== Information shown
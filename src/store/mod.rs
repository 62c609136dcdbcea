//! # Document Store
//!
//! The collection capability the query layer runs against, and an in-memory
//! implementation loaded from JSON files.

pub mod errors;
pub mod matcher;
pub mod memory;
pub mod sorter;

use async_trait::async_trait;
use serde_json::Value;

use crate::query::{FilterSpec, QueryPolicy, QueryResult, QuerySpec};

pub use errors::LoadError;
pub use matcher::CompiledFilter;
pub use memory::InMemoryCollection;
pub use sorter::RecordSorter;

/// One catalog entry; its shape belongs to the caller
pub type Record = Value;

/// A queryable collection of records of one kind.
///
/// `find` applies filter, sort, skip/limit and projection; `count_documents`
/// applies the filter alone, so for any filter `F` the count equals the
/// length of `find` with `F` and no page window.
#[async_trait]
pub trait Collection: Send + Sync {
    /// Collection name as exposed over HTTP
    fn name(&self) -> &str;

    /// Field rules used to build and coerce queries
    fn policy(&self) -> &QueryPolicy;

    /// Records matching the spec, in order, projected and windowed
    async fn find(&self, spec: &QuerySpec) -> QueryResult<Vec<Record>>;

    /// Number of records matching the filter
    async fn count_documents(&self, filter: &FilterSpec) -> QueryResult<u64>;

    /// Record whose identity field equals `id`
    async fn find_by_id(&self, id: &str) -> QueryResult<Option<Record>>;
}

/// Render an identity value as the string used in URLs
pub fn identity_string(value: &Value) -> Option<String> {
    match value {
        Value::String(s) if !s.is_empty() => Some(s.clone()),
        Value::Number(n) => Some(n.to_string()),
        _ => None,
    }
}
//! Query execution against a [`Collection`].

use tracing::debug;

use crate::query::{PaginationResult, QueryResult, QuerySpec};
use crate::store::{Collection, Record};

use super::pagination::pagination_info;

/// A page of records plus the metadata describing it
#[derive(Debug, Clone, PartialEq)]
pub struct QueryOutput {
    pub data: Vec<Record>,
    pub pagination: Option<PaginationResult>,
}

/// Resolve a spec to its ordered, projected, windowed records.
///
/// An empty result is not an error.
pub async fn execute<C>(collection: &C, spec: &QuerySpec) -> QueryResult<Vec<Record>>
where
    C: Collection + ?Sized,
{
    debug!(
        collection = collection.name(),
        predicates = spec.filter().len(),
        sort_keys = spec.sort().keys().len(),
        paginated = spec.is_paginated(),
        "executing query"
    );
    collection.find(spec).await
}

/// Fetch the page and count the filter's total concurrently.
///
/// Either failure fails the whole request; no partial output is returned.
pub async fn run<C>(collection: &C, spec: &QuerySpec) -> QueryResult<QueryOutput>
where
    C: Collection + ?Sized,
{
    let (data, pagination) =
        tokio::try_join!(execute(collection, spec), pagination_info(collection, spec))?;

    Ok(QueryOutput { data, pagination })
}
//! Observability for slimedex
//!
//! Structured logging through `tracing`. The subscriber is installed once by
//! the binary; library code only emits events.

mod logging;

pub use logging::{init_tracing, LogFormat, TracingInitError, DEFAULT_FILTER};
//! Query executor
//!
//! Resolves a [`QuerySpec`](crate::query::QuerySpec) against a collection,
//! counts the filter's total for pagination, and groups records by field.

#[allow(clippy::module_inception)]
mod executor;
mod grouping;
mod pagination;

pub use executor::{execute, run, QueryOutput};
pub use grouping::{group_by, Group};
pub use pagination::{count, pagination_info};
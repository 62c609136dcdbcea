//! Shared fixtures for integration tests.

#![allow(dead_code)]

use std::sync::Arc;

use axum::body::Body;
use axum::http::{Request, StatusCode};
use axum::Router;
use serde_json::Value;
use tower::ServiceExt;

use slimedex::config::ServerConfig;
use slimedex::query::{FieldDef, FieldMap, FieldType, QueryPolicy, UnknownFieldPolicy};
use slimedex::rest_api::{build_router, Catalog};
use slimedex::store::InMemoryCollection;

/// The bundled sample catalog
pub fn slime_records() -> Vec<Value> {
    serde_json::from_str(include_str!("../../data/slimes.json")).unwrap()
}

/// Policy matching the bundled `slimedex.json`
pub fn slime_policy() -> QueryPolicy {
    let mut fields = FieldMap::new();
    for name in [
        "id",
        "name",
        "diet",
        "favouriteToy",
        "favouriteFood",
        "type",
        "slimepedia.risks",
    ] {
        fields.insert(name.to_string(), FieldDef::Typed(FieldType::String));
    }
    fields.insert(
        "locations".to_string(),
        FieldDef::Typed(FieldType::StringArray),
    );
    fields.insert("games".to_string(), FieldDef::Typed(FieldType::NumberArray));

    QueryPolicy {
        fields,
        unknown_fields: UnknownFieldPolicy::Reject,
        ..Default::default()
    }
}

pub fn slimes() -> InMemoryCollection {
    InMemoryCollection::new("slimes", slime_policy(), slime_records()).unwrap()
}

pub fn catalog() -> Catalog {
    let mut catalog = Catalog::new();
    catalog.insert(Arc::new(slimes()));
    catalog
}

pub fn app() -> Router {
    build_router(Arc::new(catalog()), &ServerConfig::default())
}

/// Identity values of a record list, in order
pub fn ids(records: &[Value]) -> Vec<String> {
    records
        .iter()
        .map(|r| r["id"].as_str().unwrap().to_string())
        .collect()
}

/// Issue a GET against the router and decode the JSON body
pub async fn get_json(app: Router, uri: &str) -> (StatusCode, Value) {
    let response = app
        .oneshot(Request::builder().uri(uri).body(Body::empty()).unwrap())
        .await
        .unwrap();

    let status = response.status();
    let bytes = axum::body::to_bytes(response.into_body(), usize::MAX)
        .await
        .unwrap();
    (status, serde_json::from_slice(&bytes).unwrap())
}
====
• _Instructions to follow_
Scan the listing for the string "slimes" and copy every line that carries it.

• _Finished task_
    serde_json::from_str(include_str!("../../data/slimes.json")).unwrap()
pub fn slimes() -> InMemoryCollection {
    InMemoryCollection::new("slimes", slime_policy(), slime_records()).unwrap()
    catalog.insert(Arc::new(slimes()));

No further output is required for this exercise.